§ **REQUIREMENT**: Below are some records. Print all of them exactly as they appear.

Stored data entries:
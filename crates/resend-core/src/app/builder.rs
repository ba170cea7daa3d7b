//! ResendAppBuilder - ports のワイヤリング
//!
//! # Fail-fast 設計
//! - host 側の 3 つの port と SenderFactory は必須
//! - build() 時に不足している port をすべて列挙して BuildError を返す
//! - Clock / IdGenerator は省略時に SystemClock / UlidGenerator を使う

use std::sync::Arc;

use super::aggregator::ProjectNotificationAggregator;
use super::collector::BuildNotificationCollector;
use super::registry::FleetNotificationRegistry;
use super::replay::ReplayEngine;
use crate::ports::{
    BuildActionSource, Clock, DeliveryConfigLookup, FleetProjectSource, IdGenerator,
    SenderFactory, SystemClock, UlidGenerator,
};

/// # 使用例
/// ```ignore
/// let app = ResendAppBuilder::new()
///     .host(host.clone())
///     .sender_factory(Arc::new(HttpSenderFactory::new()))
///     .build()?;
/// app.registry.refresh().await;
/// let report = app.engine.replay_all().await;
/// ```
#[derive(Default)]
pub struct ResendAppBuilder {
    fleet: Option<Arc<dyn FleetProjectSource>>,
    build_actions: Option<Arc<dyn BuildActionSource>>,
    configs: Option<Arc<dyn DeliveryConfigLookup>>,
    senders: Option<Arc<dyn SenderFactory>>,
    clock: Option<Arc<dyn Clock>>,
    ids: Option<Arc<dyn IdGenerator>>,
}

#[derive(Debug, thiserror::Error)]
pub enum BuildError {
    #[error("Missing ports: {0:?}. These must be provided before build().")]
    MissingPorts(Vec<&'static str>),
}

impl ResendAppBuilder {
    pub fn new() -> Self {
        Self::default()
    }

    /// Uses one host object for project enumeration, build records and
    /// configuration lookup.
    pub fn host<H>(self, host: Arc<H>) -> Self
    where
        H: FleetProjectSource + BuildActionSource + DeliveryConfigLookup + 'static,
    {
        self.fleet_source(host.clone())
            .build_actions(host.clone())
            .config_lookup(host)
    }

    pub fn fleet_source(mut self, fleet: Arc<dyn FleetProjectSource>) -> Self {
        self.fleet = Some(fleet);
        self
    }

    pub fn build_actions(mut self, source: Arc<dyn BuildActionSource>) -> Self {
        self.build_actions = Some(source);
        self
    }

    pub fn config_lookup(mut self, configs: Arc<dyn DeliveryConfigLookup>) -> Self {
        self.configs = Some(configs);
        self
    }

    pub fn sender_factory(mut self, senders: Arc<dyn SenderFactory>) -> Self {
        self.senders = Some(senders);
        self
    }

    pub fn clock(mut self, clock: Arc<dyn Clock>) -> Self {
        self.clock = Some(clock);
        self
    }

    pub fn id_generator(mut self, ids: Arc<dyn IdGenerator>) -> Self {
        self.ids = Some(ids);
        self
    }

    pub fn build(self) -> Result<ResendApp, BuildError> {
        let mut missing = Vec::new();
        if self.fleet.is_none() {
            missing.push("fleet_source");
        }
        if self.build_actions.is_none() {
            missing.push("build_actions");
        }
        if self.configs.is_none() {
            missing.push("config_lookup");
        }
        if self.senders.is_none() {
            missing.push("sender_factory");
        }
        let (Some(fleet), Some(build_actions), Some(configs), Some(senders)) =
            (self.fleet, self.build_actions, self.configs, self.senders)
        else {
            return Err(BuildError::MissingPorts(missing));
        };

        let clock = self
            .clock
            .unwrap_or_else(|| Arc::new(SystemClock) as Arc<dyn Clock>);
        let ids = self.ids.unwrap_or_else(|| {
            Arc::new(UlidGenerator::new(Arc::clone(&clock))) as Arc<dyn IdGenerator>
        });

        let aggregator = ProjectNotificationAggregator::new(
            Arc::clone(&fleet),
            BuildNotificationCollector::new(build_actions),
            configs,
        );
        let registry = Arc::new(FleetNotificationRegistry::new(
            fleet,
            aggregator,
            Arc::clone(&clock),
            Arc::clone(&ids),
        ));
        let engine = ReplayEngine::new(Arc::clone(&registry), senders, clock, ids);

        Ok(ResendApp { registry, engine })
    }
}

pub struct ResendApp {
    pub registry: Arc<FleetNotificationRegistry>,
    pub engine: ReplayEngine,
}

#[cfg(test)]
mod tests {
    use super::*;
    use crate::domain::DeliveryConfig;
    use crate::impls::{FleetState, InMemoryHost, ProjectState, RecordingSenderFactory};

    #[tokio::test]
    async fn test_build_success() {
        let host = Arc::new(InMemoryHost::new(FleetState::default().with_project(
            ProjectState::new("libA")
                .with_config(DeliveryConfig::new("http://a"))
                .with_build(1, &[("core", "1.0")]),
        )));
        let app = ResendAppBuilder::new()
            .host(host)
            .sender_factory(Arc::new(RecordingSenderFactory::new()))
            .build()
            .expect("all ports provided");

        assert_eq!(app.registry.pending_modules().await.len(), 1);
    }

    #[test]
    fn test_build_missing_ports() {
        let host = Arc::new(InMemoryHost::default());
        let app = ResendAppBuilder::new().fleet_source(host).build();
        assert!(matches!(
            app,
            Err(BuildError::MissingPorts(missing))
                if missing == vec!["build_actions", "config_lookup", "sender_factory"]
        ));
    }
}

§ **TASK RESULT**:
filename crates/resend-core/src/app/builder.rs
repository ba170cea7daa3d7b
//! ResendAppBuilder - ports のワイヤリング
//!
//! # Fail-fast 設計
//! - host 側の 3 つの port と SenderFactory は必須
//! - build() 時に不足している port をすべて列挙して BuildError を返す
//! - Clock / IdGenerator は省略時に SystemClock / UlidGenerator を使う

use std::sync::Arc;

use super::aggregator::ProjectNotificationAggregator;
use super::collector::BuildNotificationCollector;
use super::registry::FleetNotificationRegistry;
use super::replay::ReplayEngine;
use crate::ports::{
    BuildActionSource, Clock, DeliveryConfigLookup, FleetProjectSource, IdGenerator,
    SenderFactory, SystemClock, UlidGenerator,
};

/// # 使用例
/// ```ignore
/// let app = ResendAppBuilder::new()
///     .host(host.clone())
///     .sender_factory(Arc::new(HttpSenderFactory::new()))
///     .build()?;
/// app.registry.refresh().await;
/// let report = app.engine.replay_all().await;
/// ```
#[derive(Default)]
pub struct ResendAppBuilder {
    fleet: Option<Arc<dyn FleetProjectSource>>,
    build_actions: Option<Arc<dyn BuildActionSource>>,
    configs: Option<Arc<dyn DeliveryConfigLookup>>,
    senders: Option<Arc<dyn SenderFactory>>,
    clock: Option<Arc<dyn Clock>>,
    ids: Option<Arc<dyn IdGenerator>>,
}

#[derive(Debug, thiserror::Error)]
pub enum BuildError {
    #[error("Missing ports: {0:?}. These must be provided before build().")]
    MissingPorts(Vec<&'static str>),
}

impl ResendAppBuilder {
    pub fn new() -> Self {
        Self::default()
    }

    /// Uses one host object for project enumeration, build records and
    /// configuration lookup.
    pub fn host<H>(self, host: Arc<H>) -> Self
    where
        H: FleetProjectSource + BuildActionSource + DeliveryConfigLookup + 'static,
    {
        self.fleet_source(host.clone())
            .build_actions(host.clone())
            .config_lookup(host)
    }

    pub fn fleet_source(mut self, fleet: Arc<dyn FleetProjectSource>) -> Self {
        self.fleet = Some(fleet);
        self
    }

    pub fn build_actions(mut self, source: Arc<dyn BuildActionSource>) -> Self {
        self.build_actions = Some(source);
        self
    }

    pub fn config_lookup(mut self, configs: Arc<dyn DeliveryConfigLookup>) -> Self {
        self.configs = Some(configs);
        self
    }

    pub fn sender_factory(mut self, senders: Arc<dyn SenderFactory>) -> Self {
        self.senders = Some(senders);
        self
    }

    pub fn clock(mut self, clock: Arc<dyn Clock>) -> Self {
        self.clock = Some(clock);
        self
    }

    pub fn id_generator(mut self, ids: Arc<dyn IdGenerator>) -> Self {
        self.ids = Some(ids);
        self
    }

    pub fn build(self) -> Result<ResendApp, BuildError> {
        let mut missing = Vec::new();
        if self.fleet.is_none() {
            missing.push("fleet_source");
        }
        if self.build_actions.is_none() {
            missing.push("build_actions");
        }
        if self.configs.is_none() {
            missing.push("config_lookup");
        }
        if self.senders.is_none() {
            missing.push("sender_factory");
        }
        let (Some(fleet), Some(build_actions), Some(configs), Some(senders)) =
            (self.fleet, self.build_actions, self.configs, self.senders)
        else {
            return Err(BuildError::MissingPorts(missing));
        };

        let clock = self
            .clock
            .unwrap_or_else(|| Arc::new(SystemClock) as Arc<dyn Clock>);
        let ids = self.ids.unwrap_or_else(|| {
            Arc::new(UlidGenerator::new(Arc::clone(&clock))) as Arc<dyn IdGenerator>
        });

        let aggregator = ProjectNotificationAggregator::new(
            Arc::clone(&fleet),
            BuildNotificationCollector::new(build_actions),
            configs,
        );
        let registry = Arc::new(FleetNotificationRegistry::new(
            fleet,
            aggregator,
            Arc::clone(&clock),
            Arc::clone(&ids),
        ));
        let engine = ReplayEngine::new(Arc::clone(&registry), senders, clock, ids);

        Ok(ResendApp { registry, engine })
    }
}

pub struct ResendApp {
    pub registry: Arc<FleetNotificationRegistry>,
    pub engine: ReplayEngine,
}

#[cfg(test)]
mod tests {
    use super::*;
    use crate::domain::DeliveryConfig;
    use crate::impls::{FleetState, InMemoryHost, ProjectState, RecordingSenderFactory};

    #[tokio::test]
    async fn test_build_success() {
        let host = Arc::new(InMemoryHost::new(FleetState::default().with_project(
            ProjectState::new("libA")
                .with_config(DeliveryConfig::new("http://a"))
                .with_build(1, &[("core", "1.0")]),
        )));
        let app = ResendAppBuilder::new()
            .host(host)
            .sender_factory(Arc::new(RecordingSenderFactory::new()))
            .build()
            .expect("all ports provided");

        assert_eq!(app.registry.pending_modules().await.len(), 1);
    }

    #[test]
    fn test_build_missing_ports() {
        let host = Arc::new(InMemoryHost::default());
        let app = ResendAppBuilder::new().fleet_source(host).build();
        assert!(matches!(
            app,
            Err(BuildError::MissingPorts(missing))
                if missing == vec!["build_actions", "config_lookup", "sender_factory"]
        ));
    }
}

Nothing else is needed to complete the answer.